*What is expected*: From the first line of the data below, copy each line up to the one containing "const SIGNATURE_ALGORITHMS_EXT: [u8;", and include that line too.

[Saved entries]
*****

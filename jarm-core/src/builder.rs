//! Hello Builder: turns a [`ProbeProfile`] and a target hostname into a
//! complete TLS record carrying a ClientHello.
//!
//! Every byte that isn't fixed by the profile comes from the injected
//! [`RandomSource`] and [`GreaseChooser`] — this module never reaches for an
//! RNG itself, which is what makes [`build`] reproducible under test.

use crate::catalog::{self, CipherList};
use crate::profile::{CipherOrder, ExtensionOrder, ProbeProfile, SupportMode};
use crate::random::{GreaseChooser, RandomSource};

const SIGNATURE_ALGORITHMS_EXT: [u8; 24] = [
    0x00, 0x0d, 0x00, 0x14, 0x00, 0x12, 0x04, 0x03, 0x08, 0x04, 0x04, 0x01, 0x05, 0x03, 0x08,
    0x05, 0x05, 0x01, 0x08, 0x06, 0x06, 0x01, 0x02, 0x01,
];

const SUPPORTED_GROUPS_EXT: [u8; 14] = [
    0x00, 0x0a, 0x00, 0x0a, 0x00, 0x08, 0x00, 0x1d, 0x00, 0x17, 0x00, 0x18, 0x00, 0x19,
];

const EC_POINT_FORMATS_EXT: [u8; 6] = [0x00, 0x0b, 0x00, 0x02, 0x01, 0x00];
const EXT_MASTER_SECRET_EXT: [u8; 4] = [0x00, 0x17, 0x00, 0x00];
const MAX_FRAGMENT_LENGTH_EXT: [u8; 5] = [0x00, 0x01, 0x00, 0x01, 0x01];
const RENEGOTIATION_INFO_EXT: [u8; 5] = [0xff, 0x01, 0x00, 0x01, 0x00];
const SESSION_TICKET_EXT: [u8; 4] = [0x00, 0x23, 0x00, 0x00];
const PSK_KEY_EXCHANGE_MODES_EXT: [u8; 6] = [0x00, 0x2d, 0x00, 0x02, 0x01, 0x01];

/// Builds the complete TLS record (record header + handshake header +
/// ClientHello body) for one probe.
pub fn build(
    profile: &ProbeProfile,
    hostname: &str,
    random: &dyn RandomSource,
    grease: &dyn GreaseChooser,
) -> Vec<u8> {
    let grease_value = grease.choose();
    let (record_version, hello_version) = profile.version.wire_versions();

    let mut client_random = [0u8; 32];
    random.fill(&mut client_random);
    let mut session_id = [0u8; 32];
    random.fill(&mut session_id);
    let mut key_share_random = [0u8; 32];
    random.fill(&mut key_share_random);

    let ciphers = build_ciphers(profile, grease_value);
    let extensions = build_extensions(profile, hostname, grease_value, &key_share_random);

    let mut hello_body = Vec::new();
    hello_body.extend_from_slice(&hello_version.to_be_bytes());
    hello_body.extend_from_slice(&client_random);
    hello_body.push(32);
    hello_body.extend_from_slice(&session_id);
    hello_body.extend_from_slice(&(ciphers.len() as u16).to_be_bytes());
    hello_body.extend_from_slice(&ciphers);
    hello_body.extend_from_slice(&[0x01, 0x00]);
    hello_body.extend_from_slice(&(extensions.len() as u16).to_be_bytes());
    hello_body.extend_from_slice(&extensions);

    let mut handshake = Vec::new();
    handshake.push(0x01);
    // Three-byte length whose top byte is always zero, matching the source.
    handshake.push(0x00);
    handshake.extend_from_slice(&(hello_body.len() as u16).to_be_bytes());
    handshake.extend_from_slice(&hello_body);

    let mut record = Vec::new();
    record.push(0x16);
    record.extend_from_slice(&record_version.to_be_bytes());
    record.extend_from_slice(&(handshake.len() as u16).to_be_bytes());
    record.extend_from_slice(&handshake);
    record
}

fn build_ciphers(profile: &ProbeProfile, grease_value: u16) -> Vec<u8> {
    let list = catalog::ciphers(profile.cipher_list);
    let ordered = reorder_u16(&list, profile.cipher_order);

    let mut out = Vec::with_capacity((ordered.len() + 1) * 2);
    if profile.use_grease {
        out.extend_from_slice(&grease_value.to_be_bytes());
    }
    for id in ordered {
        out.extend_from_slice(&id.to_be_bytes());
    }
    out
}

/// Applies `order` to `list`, implementing all five [`CipherOrder`] variants.
fn reorder_u16(list: &[u16], order: CipherOrder) -> Vec<u16> {
    match order {
        CipherOrder::Forward => list.to_vec(),
        CipherOrder::Reverse => reversed(list),
        CipherOrder::BottomHalf => bottom_half(list),
        CipherOrder::TopHalf => top_half(list),
        CipherOrder::MiddleOut => middle_out(list),
    }
}

fn reversed(list: &[u16]) -> Vec<u16> {
    list.iter().rev().copied().collect()
}

fn bottom_half(list: &[u16]) -> Vec<u16> {
    let n = list.len();
    let start = if n % 2 == 1 { n / 2 + 1 } else { n / 2 };
    list[start..].to_vec()
}

fn top_half(list: &[u16]) -> Vec<u16> {
    let n = list.len();
    let rev = reversed(list);
    if n % 2 == 1 {
        let mut out = vec![list[n / 2]];
        out.extend(bottom_half(&rev));
        out
    } else {
        bottom_half(&rev)
    }
}

fn middle_out(list: &[u16]) -> Vec<u16> {
    let n = list.len();
    let m = n / 2;
    let mut out = Vec::with_capacity(n);
    if n % 2 == 1 {
        out.push(list[m]);
        for i in 1..=m {
            out.push(list[m + i]);
            out.push(list[m - i]);
        }
    } else {
        for i in 1..=m {
            out.push(list[m - 1 + i]);
            out.push(list[m - i]);
        }
    }
    out
}

/// Applies the two-value [`ExtensionOrder`] to an ALPN or supported-versions
/// list — the same FORWARD/REVERSE rule as [`reorder_u16`], just without the
/// three cipher-only variants.
fn reorder_ext<T: Clone>(list: &[T], order: ExtensionOrder) -> Vec<T> {
    match order {
        ExtensionOrder::Forward => list.to_vec(),
        ExtensionOrder::Reverse => list.iter().rev().cloned().collect(),
    }
}

fn build_extensions(
    profile: &ProbeProfile,
    hostname: &str,
    grease_value: u16,
    key_share_random: &[u8; 32],
) -> Vec<u8> {
    let mut out = Vec::new();

    if profile.use_grease {
        out.extend_from_slice(&grease_value.to_be_bytes());
        out.extend_from_slice(&[0x00, 0x00]);
    }

    out.extend_from_slice(&build_sni(hostname));
    out.extend_from_slice(&EXT_MASTER_SECRET_EXT);
    out.extend_from_slice(&MAX_FRAGMENT_LENGTH_EXT);
    out.extend_from_slice(&RENEGOTIATION_INFO_EXT);
    out.extend_from_slice(&SUPPORTED_GROUPS_EXT);
    out.extend_from_slice(&EC_POINT_FORMATS_EXT);
    out.extend_from_slice(&SESSION_TICKET_EXT);
    out.extend_from_slice(&build_alpn(profile));
    out.extend_from_slice(&SIGNATURE_ALGORITHMS_EXT);
    out.extend_from_slice(&build_key_share(profile, grease_value, key_share_random));
    out.extend_from_slice(&PSK_KEY_EXCHANGE_MODES_EXT);

    if emits_supported_versions(profile) {
        out.extend_from_slice(&build_supported_versions(profile, grease_value));
    }

    let mut wrapped = Vec::with_capacity(out.len() + 2);
    wrapped.extend_from_slice(&(out.len() as u16).to_be_bytes());
    wrapped.extend_from_slice(&out);
    wrapped
}

fn build_sni(hostname: &str) -> Vec<u8> {
    let host = hostname.as_bytes();
    let host_len = host.len() as u16;
    let mut out = Vec::with_capacity(9 + host.len());
    out.extend_from_slice(&[0x00, 0x00]);
    out.extend_from_slice(&(host_len + 5).to_be_bytes());
    out.extend_from_slice(&(host_len + 3).to_be_bytes());
    out.push(0x00);
    out.extend_from_slice(&host_len.to_be_bytes());
    out.extend_from_slice(host);
    out
}

fn build_alpn(profile: &ProbeProfile) -> Vec<u8> {
    let set: Vec<&'static [u8]> = if profile.use_rare_alpn {
        catalog::RARE_ALPNS.to_vec()
    } else {
        catalog::ALL_ALPNS.to_vec()
    };
    let ordered = reorder_ext(&set, profile.extension_order);

    let mut inner = Vec::new();
    for token in &ordered {
        inner.extend_from_slice(token);
    }

    let mut out = Vec::with_capacity(inner.len() + 4);
    out.extend_from_slice(&[0x00, 0x10]);
    out.extend_from_slice(&(inner.len() as u16 + 2).to_be_bytes());
    out.extend_from_slice(&(inner.len() as u16).to_be_bytes());
    out.extend_from_slice(&inner);
    out
}

fn build_key_share(profile: &ProbeProfile, grease_value: u16, random: &[u8; 32]) -> Vec<u8> {
    let mut inner = Vec::new();
    if profile.use_grease {
        inner.extend_from_slice(&grease_value.to_be_bytes());
        inner.extend_from_slice(&[0x00, 0x01, 0x00]);
    }
    inner.extend_from_slice(&[0x00, 0x1d, 0x00, 0x20]);
    inner.extend_from_slice(random);

    let mut out = Vec::with_capacity(inner.len() + 4);
    out.extend_from_slice(&[0x00, 0x33]);
    out.extend_from_slice(&(inner.len() as u16 + 2).to_be_bytes());
    out.extend_from_slice(&(inner.len() as u16).to_be_bytes());
    out.extend_from_slice(&inner);
    out
}

fn emits_supported_versions(profile: &ProbeProfile) -> bool {
    matches!(profile.version, crate::catalog::TlsVersion::Tls1_3)
        || matches!(profile.support_mode, SupportMode::Support1_2)
}

fn build_supported_versions(profile: &ProbeProfile, grease_value: u16) -> Vec<u8> {
    let versions: Vec<u16> = match profile.support_mode {
        SupportMode::Support1_2 => vec![0x0301, 0x0302, 0x0303],
        _ => vec![0x0301, 0x0302, 0x0303, 0x0304],
    };
    let ordered = reorder_ext(&versions, profile.extension_order);

    let mut inner = Vec::new();
    if profile.use_grease {
        inner.extend_from_slice(&grease_value.to_be_bytes());
    }
    for v in ordered {
        inner.extend_from_slice(&v.to_be_bytes());
    }

    let mut out = Vec::with_capacity(inner.len() + 5);
    out.extend_from_slice(&[0x00, 0x2b]);
    out.extend_from_slice(&(inner.len() as u16 + 1).to_be_bytes());
    out.push(inner.len() as u8);
    out.extend_from_slice(&inner);
    out
}

#[cfg(test)]
mod tests {
    use super::*;
    use crate::random::{FixedGreaseChooser, FixedRandomSource};

    fn fixed_random() -> FixedRandomSource {
        FixedRandomSource::new(vec![
            0x17, 0x5d, 0x18, 0x72, 0xb2, 0xe7, 0x14, 0x4c, 0x82, 0x9a, 0x6e, 0x52, 0xe5, 0x39,
            0x7b, 0x44, 0xb9, 0xf8, 0xb2, 0x50, 0x9c, 0x64, 0xb5, 0x03, 0x67, 0x33, 0x3c, 0x99,
            0x29, 0x17, 0x36, 0x6e,
        ])
    }

    #[test]
    fn reorder_forward_is_identity() {
        let l = [1u16, 2, 3, 4, 5];
        assert_eq!(reorder_u16(&l, CipherOrder::Forward), l.to_vec());
    }

    #[test]
    fn reorder_reverse_is_an_involution() {
        let l = [1u16, 2, 3, 4, 5, 6];
        let once = reorder_u16(&l, CipherOrder::Reverse);
        let twice = reorder_u16(&once, CipherOrder::Reverse);
        assert_eq!(twice, l.to_vec());
    }

    #[test]
    fn bottom_half_odd_drops_the_middle_and_everything_before_it() {
        let l = [0u16, 1, 2, 3, 4]; // len 5, odd
        assert_eq!(bottom_half(&l), vec![3, 4]);
    }

    #[test]
    fn bottom_half_even_takes_the_back_half() {
        let l = [0u16, 1, 2, 3, 4, 5]; // len 6, even
        assert_eq!(bottom_half(&l), vec![3, 4, 5]);
    }

    #[test]
    fn middle_out_produces_a_permutation_of_the_same_length() {
        let l = [0u16, 1, 2, 3, 4, 5, 6];
        let out = middle_out(&l);
        assert_eq!(out.len(), l.len());
        let mut sorted = out.clone();
        sorted.sort_unstable();
        assert_eq!(sorted, l.to_vec());

        let l_even = [0u16, 1, 2, 3, 4, 5];
        let out_even = middle_out(&l_even);
        assert_eq!(out_even.len(), l_even.len());
    }

    #[test]
    fn top_half_is_half_length() {
        let l: Vec<u16> = (0..74).collect();
        assert_eq!(top_half(&l).len(), 37);
        let l_odd: Vec<u16> = (0..75).collect();
        assert_eq!(top_half(&l_odd).len(), 38);
    }

    #[test]
    fn build_is_deterministic_given_fixed_inputs() {
        let random = fixed_random();
        let grease = FixedGreaseChooser(0x5a5a);
        let profile = &crate::profile::TEN_PROFILES[0];
        let a = build(profile, "google.com", &random, &grease);
        let b = build(profile, "google.com", &random, &grease);
        assert_eq!(a, b);
        assert_eq!(a[0], 0x16);
    }

    #[test]
    fn record_length_fields_match_actual_body_length() {
        let random = fixed_random();
        let grease = FixedGreaseChooser(0x5a5a);
        let profile = &crate::profile::TEN_PROFILES[4]; // grease + middle-out
        let record = build(profile, "example.com", &random, &grease);

        let record_len = u16::from_be_bytes([record[3], record[4]]) as usize;
        assert_eq!(record_len, record.len() - 5);

        let handshake_len = u32::from_be_bytes([0, record[5], record[6], record[7]]) as usize;
        assert_eq!(handshake_len, record.len() - 9);
    }

    #[test]
    fn supported_versions_only_present_for_tls13_or_support_1_2() {
        assert!(emits_supported_versions(&crate::profile::TEN_PROFILES[0])); // support_1_2
        assert!(!emits_supported_versions(&crate::profile::TEN_PROFILES[2])); // no_support, tls1.2
        assert!(emits_supported_versions(&crate::profile::TEN_PROFILES[6])); // tls1.3
    }
}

*****

*Exercise result*:
filename jarm-core/src/builder.rs
//! Hello Builder: turns a [`ProbeProfile`] and a target hostname into a
//! complete TLS record carrying a ClientHello.
//!
//! Every byte that isn't fixed by the profile comes from the injected
//! [`RandomSource`] and [`GreaseChooser`] — this module never reaches for an
//! RNG itself, which is what makes [`build`] reproducible under test.

use crate::catalog::{self, CipherList};
use crate::profile::{CipherOrder, ExtensionOrder, ProbeProfile, SupportMode};
use crate::random::{GreaseChooser, RandomSource};

const SIGNATURE_ALGORITHMS_EXT: [u8; 24] = [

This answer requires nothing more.